* [PROBLEM STATEMENT]
Working from the entries below, tally each line that holds "headers". Give the tally and nothing else.

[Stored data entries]

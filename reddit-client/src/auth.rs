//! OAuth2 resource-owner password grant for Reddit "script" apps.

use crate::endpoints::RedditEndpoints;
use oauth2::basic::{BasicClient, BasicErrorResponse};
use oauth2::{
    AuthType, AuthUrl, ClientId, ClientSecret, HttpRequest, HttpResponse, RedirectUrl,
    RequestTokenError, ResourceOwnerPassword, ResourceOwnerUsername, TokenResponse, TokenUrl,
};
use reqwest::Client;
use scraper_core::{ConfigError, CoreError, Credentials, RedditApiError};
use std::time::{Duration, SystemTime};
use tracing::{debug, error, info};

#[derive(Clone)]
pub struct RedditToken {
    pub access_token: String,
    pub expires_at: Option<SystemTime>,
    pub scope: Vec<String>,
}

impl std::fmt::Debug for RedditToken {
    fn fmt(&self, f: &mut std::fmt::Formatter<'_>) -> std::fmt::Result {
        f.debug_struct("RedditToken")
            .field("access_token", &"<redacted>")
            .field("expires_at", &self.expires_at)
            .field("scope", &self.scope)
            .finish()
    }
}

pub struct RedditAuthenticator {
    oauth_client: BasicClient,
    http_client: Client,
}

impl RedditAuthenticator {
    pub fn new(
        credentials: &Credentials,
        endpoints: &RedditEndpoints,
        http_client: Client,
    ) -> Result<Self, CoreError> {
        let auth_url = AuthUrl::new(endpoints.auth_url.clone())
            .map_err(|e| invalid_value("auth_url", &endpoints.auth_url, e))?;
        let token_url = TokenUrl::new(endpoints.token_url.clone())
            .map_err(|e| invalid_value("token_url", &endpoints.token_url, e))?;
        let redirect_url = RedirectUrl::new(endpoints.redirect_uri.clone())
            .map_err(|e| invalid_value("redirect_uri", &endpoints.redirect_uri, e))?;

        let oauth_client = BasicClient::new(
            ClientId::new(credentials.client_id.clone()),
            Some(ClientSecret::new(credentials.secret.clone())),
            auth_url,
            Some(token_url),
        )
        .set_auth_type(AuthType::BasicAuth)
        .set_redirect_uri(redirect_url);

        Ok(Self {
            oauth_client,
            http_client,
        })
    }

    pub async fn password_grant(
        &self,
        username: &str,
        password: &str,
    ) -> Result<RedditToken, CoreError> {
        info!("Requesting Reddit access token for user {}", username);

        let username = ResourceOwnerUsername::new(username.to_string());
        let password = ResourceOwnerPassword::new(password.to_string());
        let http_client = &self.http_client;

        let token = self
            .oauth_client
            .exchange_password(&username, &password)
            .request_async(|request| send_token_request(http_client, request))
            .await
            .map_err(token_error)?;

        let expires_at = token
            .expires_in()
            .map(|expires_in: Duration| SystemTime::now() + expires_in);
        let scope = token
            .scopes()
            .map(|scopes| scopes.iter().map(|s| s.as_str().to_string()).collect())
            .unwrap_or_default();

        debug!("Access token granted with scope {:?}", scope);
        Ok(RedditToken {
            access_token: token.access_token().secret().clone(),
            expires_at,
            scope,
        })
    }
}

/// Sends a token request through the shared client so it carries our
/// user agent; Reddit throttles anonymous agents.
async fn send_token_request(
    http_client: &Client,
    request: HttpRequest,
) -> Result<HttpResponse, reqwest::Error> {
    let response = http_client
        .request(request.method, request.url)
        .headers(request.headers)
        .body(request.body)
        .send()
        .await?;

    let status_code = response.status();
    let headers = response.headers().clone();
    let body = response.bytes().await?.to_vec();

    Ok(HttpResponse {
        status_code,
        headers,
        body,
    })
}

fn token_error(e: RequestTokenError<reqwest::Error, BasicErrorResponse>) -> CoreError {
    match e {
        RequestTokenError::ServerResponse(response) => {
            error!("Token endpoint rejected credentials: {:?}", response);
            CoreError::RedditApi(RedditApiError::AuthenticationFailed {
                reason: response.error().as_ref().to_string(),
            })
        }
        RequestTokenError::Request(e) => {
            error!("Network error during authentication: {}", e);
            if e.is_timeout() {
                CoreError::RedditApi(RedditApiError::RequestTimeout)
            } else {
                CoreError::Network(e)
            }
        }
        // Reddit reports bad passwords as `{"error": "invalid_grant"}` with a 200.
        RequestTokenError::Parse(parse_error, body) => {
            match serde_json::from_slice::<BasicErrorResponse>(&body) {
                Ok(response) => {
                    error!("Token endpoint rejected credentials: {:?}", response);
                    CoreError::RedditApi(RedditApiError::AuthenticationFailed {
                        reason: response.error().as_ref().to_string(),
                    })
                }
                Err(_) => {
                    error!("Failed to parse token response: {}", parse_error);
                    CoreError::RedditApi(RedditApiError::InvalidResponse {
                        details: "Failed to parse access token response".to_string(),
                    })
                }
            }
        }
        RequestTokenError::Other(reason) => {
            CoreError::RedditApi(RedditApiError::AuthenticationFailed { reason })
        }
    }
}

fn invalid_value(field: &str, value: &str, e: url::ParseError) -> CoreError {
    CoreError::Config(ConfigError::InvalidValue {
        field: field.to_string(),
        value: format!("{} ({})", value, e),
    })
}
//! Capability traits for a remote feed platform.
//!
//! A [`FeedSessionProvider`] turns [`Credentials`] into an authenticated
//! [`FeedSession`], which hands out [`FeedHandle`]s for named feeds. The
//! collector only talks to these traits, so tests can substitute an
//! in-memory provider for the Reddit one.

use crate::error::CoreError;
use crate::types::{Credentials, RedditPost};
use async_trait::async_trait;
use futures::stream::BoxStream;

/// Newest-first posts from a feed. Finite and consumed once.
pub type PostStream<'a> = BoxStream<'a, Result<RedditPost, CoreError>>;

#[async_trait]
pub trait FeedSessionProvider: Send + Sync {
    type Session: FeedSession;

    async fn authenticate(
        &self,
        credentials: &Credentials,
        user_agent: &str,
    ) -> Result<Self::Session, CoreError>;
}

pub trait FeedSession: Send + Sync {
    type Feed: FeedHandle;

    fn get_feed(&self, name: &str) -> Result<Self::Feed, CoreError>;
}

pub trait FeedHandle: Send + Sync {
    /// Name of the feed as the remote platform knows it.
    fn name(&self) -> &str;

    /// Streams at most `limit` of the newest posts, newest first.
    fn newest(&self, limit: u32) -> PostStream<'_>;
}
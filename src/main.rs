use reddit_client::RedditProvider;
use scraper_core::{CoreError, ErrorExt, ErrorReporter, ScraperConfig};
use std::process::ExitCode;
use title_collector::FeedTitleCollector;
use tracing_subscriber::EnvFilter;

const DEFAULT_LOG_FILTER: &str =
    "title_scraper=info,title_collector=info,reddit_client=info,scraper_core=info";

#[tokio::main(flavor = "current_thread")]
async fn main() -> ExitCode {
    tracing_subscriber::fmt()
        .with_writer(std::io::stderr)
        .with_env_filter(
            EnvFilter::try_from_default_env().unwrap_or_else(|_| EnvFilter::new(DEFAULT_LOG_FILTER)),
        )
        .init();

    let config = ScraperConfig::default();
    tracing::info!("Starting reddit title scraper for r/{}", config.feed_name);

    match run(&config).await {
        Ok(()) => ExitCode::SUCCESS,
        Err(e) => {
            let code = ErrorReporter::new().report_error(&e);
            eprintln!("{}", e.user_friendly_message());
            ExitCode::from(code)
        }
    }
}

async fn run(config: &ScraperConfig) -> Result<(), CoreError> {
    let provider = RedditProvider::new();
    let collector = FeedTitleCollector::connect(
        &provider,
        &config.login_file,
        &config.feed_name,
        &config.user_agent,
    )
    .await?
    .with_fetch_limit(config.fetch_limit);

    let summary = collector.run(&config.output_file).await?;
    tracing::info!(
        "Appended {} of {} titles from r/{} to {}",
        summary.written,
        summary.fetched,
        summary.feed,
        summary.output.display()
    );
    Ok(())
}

* [ANSWER BOX]
3